__INPUT DATA__.
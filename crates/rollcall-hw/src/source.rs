//! Capture seams: what the session needs from a camera, and how it gets one.

use crate::camera::{Camera, CameraError};
use crate::frame::Frame;

/// A live source of frames. Owned by exactly one capture thread.
pub trait FrameSource {
    /// Native (width, height) the source delivers.
    fn resolution(&self) -> (u32, u32);

    /// Block until the next frame is available.
    fn grab(&mut self) -> Result<Frame, CameraError>;
}

impl FrameSource for Camera {
    fn resolution(&self) -> (u32, u32) {
        (self.width, self.height)
    }

    fn grab(&mut self) -> Result<Frame, CameraError> {
        self.grab_frame()
    }
}

/// Acquires a frame source. Called on the capture thread, so the source
/// itself never crosses threads.
pub trait DeviceOpener: Send + Sync + 'static {
    type Source: FrameSource;

    fn open(&self) -> Result<Self::Source, CameraError>;
}

/// Opens a V4L2 device, either a fixed path or the first capture device found.
#[derive(Debug, Clone, Default)]
pub struct V4lOpener {
    device: Option<String>,
}

impl V4lOpener {
    pub fn new(device: Option<String>) -> Self {
        Self { device }
    }
}

impl DeviceOpener for V4lOpener {
    type Source = Camera;

    fn open(&self) -> Result<Camera, CameraError> {
        let path = match &self.device {
            Some(path) => path.clone(),
            None => {
                let first = Camera::list_devices()
                    .into_iter()
                    .next()
                    .ok_or(CameraError::NoCaptureDevice)?;
                tracing::debug!(device = %first.path, name = %first.name, "auto-selected camera");
                first.path
            }
        };
        Camera::open(&path)
    }
}

#[cfg(test)]
mod tests {
    use super::*;

    #[test]
    fn test_fixed_path_missing() {
        let opener = V4lOpener::new(Some("/dev/video-rollcall-missing".into()));
        assert!(matches!(
            opener.open().err(),
            Some(CameraError::DeviceNotFound(_))
        ));
    }
}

__YOUR GOAL__. The answer is the full set of records, printed exactly as given.

__TASK RESULT__.
filename crates/rollcall-hw/src/source.rs
//! Capture seams: what the session needs from a camera, and how it gets one.

use crate::camera::{Camera, CameraError};
use crate::frame::Frame;

/// A live source of frames. Owned by exactly one capture thread.
pub trait FrameSource {
    /// Native (width, height) the source delivers.
    fn resolution(&self) -> (u32, u32);

    /// Block until the next frame is available.
    fn grab(&mut self) -> Result<Frame, CameraError>;
}

impl FrameSource for Camera {
    fn resolution(&self) -> (u32, u32) {
        (self.width, self.height)
    }

    fn grab(&mut self) -> Result<Frame, CameraError> {
        self.grab_frame()
    }
}

/// Acquires a frame source. Called on the capture thread, so the source
/// itself never crosses threads.
pub trait DeviceOpener: Send + Sync + 'static {
    type Source: FrameSource;

    fn open(&self) -> Result<Self::Source, CameraError>;
}

/// Opens a V4L2 device, either a fixed path or the first capture device found.
#[derive(Debug, Clone, Default)]
pub struct V4lOpener {
    device: Option<String>,
}

impl V4lOpener {
    pub fn new(device: Option<String>) -> Self {
        Self { device }
    }
}

impl DeviceOpener for V4lOpener {
    type Source = Camera;

    fn open(&self) -> Result<Camera, CameraError> {
        let path = match &self.device {
            Some(path) => path.clone(),
            None => {
                let first = Camera::list_devices()
                    .into_iter()
                    .next()
                    .ok_or(CameraError::NoCaptureDevice)?;
                tracing::debug!(device = %first.path, name = %first.name, "auto-selected camera");
                first.path
            }
        };
        Camera::open(&path)
    }
}

#[cfg(test)]
mod tests {
    use super::*;

    #[test]
    fn test_fixed_path_missing() {
        let opener = V4lOpener::new(Some("/dev/video-rollcall-missing".into()));
        assert!(matches!(
            opener.open().err(),
            Some(CameraError::DeviceNotFound(_))
        ));
    }
}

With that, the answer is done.